TASK ITEM:
Exact reproduction of the following data is required.

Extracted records
- - -

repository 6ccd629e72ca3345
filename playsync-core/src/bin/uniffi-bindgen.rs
fn main() {
    uniffi::uniffi_bindgen_main()
}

- - -

SOLUTION TO THIS TASK:
repository 6ccd629e72ca3345
filename playsync-core/src/bin/uniffi-bindgen.rs
fn main() {
    uniffi::uniffi_bindgen_main()
}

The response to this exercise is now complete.